Review by Publisher's Weekly Review

Photographer and debut author Sansivero takes readers on a resonant tour of vacated homes across the U.S. through a series of evocative images. Photographs like "The Famous Writer's Library"--which depicts an unnamed Pulitzer Prize--winning author's Virginia house brimming with toppling stacks of books and personal effects--feel so characteristic of their former inhabitants that it seems they may have just left. Even long-neglected spaces clearly suggest the shape of the lives they once contained, like the dilapidated, paint-flaking interior of "Home Sweet Home," with its fireplace, mantelpiece, and a yellow blanket draped across an armchair calling to mind a bustling family home. Other photos, including one of a stopped clock in an abandoned Virginia home, raise more questions than they answer ("When did the clock last tell time? Was it long after people were living there, or had it stopped before they left?").
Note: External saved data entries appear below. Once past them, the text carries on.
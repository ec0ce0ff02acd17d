//! Session tests - the line protocol end to end over in-memory streams

use std::cell::RefCell;
use std::io::{self, Write};
use std::rc::Rc;

use tetris_ai::adapter::{
    OutputFormat, ProtocolError, Session, SessionConfig, SessionEnd, SessionSummary, TurnReport,
};
use tetris_ai::core::Board;
use tetris_ai::types::PieceKind;

fn run_with(input: &str, config: SessionConfig, board: Board) -> (SessionSummary, String) {
    let mut session = Session::new(input.as_bytes(), Vec::new(), config).with_board(board);
    let summary = session.run().unwrap();
    (summary, String::from_utf8(session.into_output()).unwrap())
}

fn run(input: &str) -> (SessionSummary, String) {
    run_with(input, SessionConfig::default(), Board::new())
}

/// Column 0 filled from the deadline row down
fn deadline_board() -> Board {
    let mut board = Board::new();
    for y in 4..20 {
        board.set(0, y, Some(PieceKind::T));
    }
    board
}

#[derive(Clone, Default)]
struct SharedBuf(Rc<RefCell<Vec<u8>>>);

impl Write for SharedBuf {
    fn write(&mut self, buf: &[u8]) -> io::Result<usize> {
        self.0.borrow_mut().extend_from_slice(buf);
        Ok(buf.len())
    }

    fn flush(&mut self) -> io::Result<()> {
        Ok(())
    }
}

#[test]
fn test_text_reports_two_lines_per_turn() {
    let (summary, out) = run("OO\nO\nO\nO\nX\n");
    assert_eq!(summary.end, SessionEnd::EndOfSequence);
    assert_eq!(summary.statistics.placed_pieces(), 5);

    let lines: Vec<_> = out.lines().collect();
    assert_eq!(lines.len(), 10);
    assert_eq!(&lines[..2], &["0 0", "0"]);
    // Five squares fill the bottom two rows and clear them.
    assert_eq!(lines[9], "300");
    assert_eq!(summary.statistics.clears_of_size(2), 1);
}

#[test]
fn test_x_in_the_stream_finishes_known_pieces() {
    let (summary, out) = run("IT\nX\nL\n");
    assert_eq!(summary.end, SessionEnd::EndOfSequence);
    assert_eq!(summary.statistics.placed_pieces(), 2);
    assert_eq!(out.lines().count(), 4);
}

#[test]
fn test_x_first_decides_nothing() {
    let (summary, out) = run("XO\n");
    assert_eq!(summary.end, SessionEnd::EndOfSequence);
    assert_eq!(summary.statistics.placed_pieces(), 0);
    assert!(out.is_empty());
}

#[test]
fn test_exit_token() {
    let (summary, out) = run("SZ\nT\nE\nI\n");
    assert_eq!(summary.end, SessionEnd::Exit);
    assert_eq!(summary.statistics.placed_pieces(), 2);
    assert_eq!(out.lines().count(), 4);

    let (summary, out) = run("SE\n");
    assert_eq!(summary.end, SessionEnd::Exit);
    assert!(out.is_empty());
}

#[test]
fn test_end_of_input() {
    let (summary, _) = run("jl\n");
    assert_eq!(summary.end, SessionEnd::EndOfInput);
    assert_eq!(summary.statistics.placed_pieces(), 1);
}

#[test]
fn test_json_reports() {
    let config = SessionConfig {
        format: OutputFormat::Json,
        ..SessionConfig::default()
    };
    let board: Board = "
        #########.
        #########.
        #########.
        #########.
    "
    .parse()
    .unwrap();
    let (_, out) = run_with("IX\n", config, board);

    let reports: Vec<TurnReport> = out
        .lines()
        .map(|l| serde_json::from_str(l).unwrap())
        .collect();
    assert_eq!(reports.len(), 1);

    let r = reports[0];
    assert_eq!((r.rotation, r.column), (1, 9));
    assert_eq!(r.landing_row, 16);
    assert_eq!(r.lines_cleared, 4);
    assert_eq!(r.score, 800);
    assert_eq!(r.placed_pieces, 1);
    assert!(!r.deadline_touched);
}

#[test]
fn test_game_over_ends_quietly() {
    let mut board = Board::new();
    for x in 0..9 {
        board.set(x, 0, Some(PieceKind::Z));
    }
    board.set(9, 1, Some(PieceKind::Z));

    let (summary, out) = run_with("TO\nX\n", SessionConfig::default(), board);
    assert_eq!(summary.end, SessionEnd::GameOver);
    assert_eq!(summary.statistics.placed_pieces(), 0);
    assert!(out.is_empty());
}

#[test]
fn test_stop_on_deadline() {
    let config = SessionConfig {
        stop_on_deadline: true,
        ..SessionConfig::default()
    };
    let (summary, out) = run_with("OT\nL\nX\n", config, deadline_board());
    assert_eq!(summary.end, SessionEnd::DeadlineTouched);
    assert!(summary.deadline_touched);
    assert_eq!(out.lines().count(), 2);

    // Without the option the session plays on.
    let (summary, _) = run_with("OT\nL\nX\n", SessionConfig::default(), deadline_board());
    assert_eq!(summary.end, SessionEnd::EndOfSequence);
    assert!(summary.deadline_touched);
    assert_eq!(summary.statistics.placed_pieces(), 3);
}

#[test]
fn test_unknown_token_is_an_error() {
    let mut session = Session::new(&b"OT\nQ\n"[..], Vec::new(), SessionConfig::default());
    let err = session.run().unwrap_err();
    assert_eq!(
        err.downcast_ref::<ProtocolError>(),
        Some(&ProtocolError::UnknownToken { line: 2, found: 'Q' })
    );

    // The turn decided before the bad line was still reported.
    let out = String::from_utf8(session.into_output()).unwrap();
    assert_eq!(out.lines().count(), 2);
}

#[test]
fn test_malformed_first_line() {
    let mut session = Session::new(&b"OTL\n"[..], Vec::new(), SessionConfig::default());
    let err = session.run().unwrap_err();
    assert_eq!(
        err.downcast_ref::<ProtocolError>().map(|e| e.code()),
        Some("wrong_length")
    );
}

#[test]
fn test_detail_view_goes_to_its_own_sink() {
    let detail = SharedBuf::default();
    let config = SessionConfig {
        color: false,
        ..SessionConfig::default()
    };
    let mut session =
        Session::new(&b"OI\nX\n"[..], Vec::new(), config).with_detail_output(detail.clone());
    session.run().unwrap();

    let out = String::from_utf8(session.into_output()).unwrap();
    assert_eq!(out.lines().count(), 4);

    let text = String::from_utf8(detail.0.borrow().clone()).unwrap();
    assert_eq!(text.matches("operation: ").count(), 2);
    assert!(text.contains("operation: rotation=0, column=0"));
    assert!(text.contains("19 |[][]"));
    assert!(!text.contains('\x1b'));
}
Providing a few sentences beneath each photo, Sansivero frames each space as a time capsule of a person's past, simultaneously recognizing life's ephemerality and reminding readers to cherish the "little things we hold so dear, and that they will come and go, like those of others before us." Alternately moving, eerie, and dramatic, it's both a visual spectacle and a vibrant ode to forgotten lives. (Oct.)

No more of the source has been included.